General information
- Location: Elephant Pass Sri Lanka
- Coordinates: 9°31′53.10″N 80°23′59.20″E﻿ / ﻿9.5314167°N 80.3997778°E
- System: Sri Lankan Railway Station
- Owner: Sri Lanka Railways
- Line: Northern Line

Other information
- Status: Functioning

History
- Rebuilt: 4 March 2014

Services
| Preceding station |  | Sri Lanka Railways |  | Following station |
| Paranthan toward Colombo Fort |  | Yarl Devi Northern Line |  | Pallai toward Kankesanthurai |

Location

= Elephant Pass railway station =

Railway station in Elephant Pass, Sri Lanka

Elephant Pass railway station (ஆனையிறவு தொடருந்து நிலையம் Āṉaiyiṟavu toṭaruntu nilaiyam) (අලිමංකඩ අඛණ්ඩ දුම්රිය ස්ථානය) is a railway station at Elephant Pass in northern Sri Lanka.

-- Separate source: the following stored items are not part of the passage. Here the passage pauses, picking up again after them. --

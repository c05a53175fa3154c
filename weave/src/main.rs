//! weave: terminal front end for an AI coding assistant.
//!
//! Entry point for the `weave` binary. Wires together the terminal lifecycle
//! (`tui`), the unified event bus (`event`), the UI (`ui`), and the chat
//! session, file store and websocket transport from `weave-core`.
//!
//! # Startup sequence
//!
//! 1. Load settings from XDG config plus environment overrides. Read-only,
//!    safe before terminal init; parse errors fall back to defaults.
//! 2. Create the data directory and start file logging.
//! 3. `install_panic_hook()` first so it is the innermost hook.
//! 4. `sigterm_flag()`, then `tui::enter()`.
//! 5. Open the chat database. A failure disables history instead of aborting.
//! 6. Spawn the event task, the transport forwarder and the model list fetch.
//!
//! The event loop exits only via `break`, so `tui::leave()` is always
//! reached; draw errors are logged and end the loop.

mod api;
mod app;
mod command;
mod event;
mod logging;
mod theme;
mod tui;
mod ui;
mod workspace;

use std::sync::atomic::Ordering;
use std::time::{Duration, Instant};

use tokio::sync::mpsc;
use weave_core::config::{config_path, Settings};
use weave_core::{db, ChatSession, WsTransport};

use crate::event::AppEvent;
use crate::workspace::{Flow, Workspace};

fn load_settings() -> Settings {
    let path = config_path();
    let settings = Settings::load(&path).unwrap_or_else(|e| {
        eprintln!("weave: {e}; using defaults");
        Settings::default()
    });
    settings.with_env(|key| std::env::var(key).ok())
}

#[tokio::main]
async fn main() -> std::io::Result<()> {
    let settings = load_settings();
    std::fs::create_dir_all(&settings.data_dir)?;
    if let Err(e) = logging::init(&settings.data_dir) {
        eprintln!("weave: logging disabled: {e}");
    }
    tracing::info!(ws = %settings.chat_ws_url(), "starting weave");

    let theme = theme::Theme::from_name(&settings.theme);
    let mut state = app::AppState::default();

    tui::install_panic_hook();
    let term_flag = tui::sigterm_flag()?;
    let mut terminal = tui::enter()?;

    let (tx, mut rx) = event::channel();
    event::spawn_event_task(tx.clone());

    let db_path = settings.data_dir.join("chats.db");
    let history = match db::open_db(&db_path.to_string_lossy()).await {
        Ok(conn) => Some(conn),
        Err(e) => {
            tracing::error!(error = %e, path = %db_path.display(), "chat history disabled");
            None
        }
    };

    let (transport_tx, transport_rx) = mpsc::unbounded_channel();
    event::spawn_transport_forwarder(transport_rx, tx.clone());
    let transport = WsTransport::new(settings.chat_ws_url(), transport_tx);
    let session = ChatSession::from_settings(transport, &settings, history);

    let api = api::ApiClient::new(&settings);
    {
        let api = api.clone();
        let tx = tx.clone();
        tokio::spawn(async move {
            let models = api.fetch_models().await.unwrap_or_else(|e| {
                tracing::warn!(error = %e, "model list unavailable");
                Vec::new()
            });
            let _ = tx.send(AppEvent::ModelsLoaded(models));
        });
    }

    let mut workspace = Workspace::new(session, api, tx.clone());

    'event_loop: loop {
        tokio::select! {
            // Heartbeat so SIGTERM is seen even when no events arrive.
            _ = tokio::time::sleep(Duration::from_millis(50)) => {
                if term_flag.load(Ordering::Relaxed) {
                    break 'event_loop;
                }
            }
            maybe_event = rx.recv() => {
                match maybe_event {
                    Some(AppEvent::Render) => {
                        let view = workspace.view();
                        if let Err(e) = terminal.draw(|frame| ui::render(frame, &mut state, &view, &theme)) {
                            tracing::error!(error = %e, "draw failed");
                            break 'event_loop;
                        }
                    }
                    Some(AppEvent::Key(key)) => {
                        let action = ui::keybindings::handle_key(key, &mut state);
                        if workspace.perform(action, &mut state).await == Flow::Quit {
                            break 'event_loop;
                        }
                        workspace.drain_notices(&mut state);
                    }
                    Some(AppEvent::Mouse(mouse)) => {
                        ui::keybindings::handle_mouse(mouse, &mut state);
                    }
                    // The next Render reads the new size from `frame.area()`.
                    Some(AppEvent::Resize(_, _)) => {}
                    Some(AppEvent::Tick) => state.expire_toasts(Instant::now()),
                    Some(AppEvent::Transport(ev)) => workspace.on_transport(ev, &mut state).await,
                    Some(AppEvent::ModelsLoaded(models)) => {
                        if !models.is_empty() {
                            workspace.session.set_models(models);
                        }
                    }
                    Some(AppEvent::ChatsListed(chats)) => state.open_chat_list(chats),
                    Some(AppEvent::UploadDone(outcome)) => {
                        workspace.uploads.finish(outcome);
                        workspace.drain_notices(&mut state);
                    }
                    Some(AppEvent::MergeFinished { path, result }) => {
                        workspace.finish_merge(&path, &result, &mut state);
                    }
                    Some(AppEvent::MergeCancelled) => state.close_overlay(),
                    None => break 'event_loop,
                }
                if term_flag.load(Ordering::Relaxed) {
                    break 'event_loop;
                }
            }
        }
    }

    // Dropping the transport aborts its socket task.
    drop(workspace);
    tui::leave()?;
    tracing::info!("weave exited");
    Ok(())
}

Owned by Sri Lanka Railways, the state-owned railway operator, the station is part of the Northern Line which links the north with the capital Colombo. The popular Yarl Devi service calls at the station. The station was not functioning between 1990 and 2014 due to the civil war. The Northern Line between Kilinochchi and Pallai, which includes Elephant Pass, was re-opened on 4 March 2014.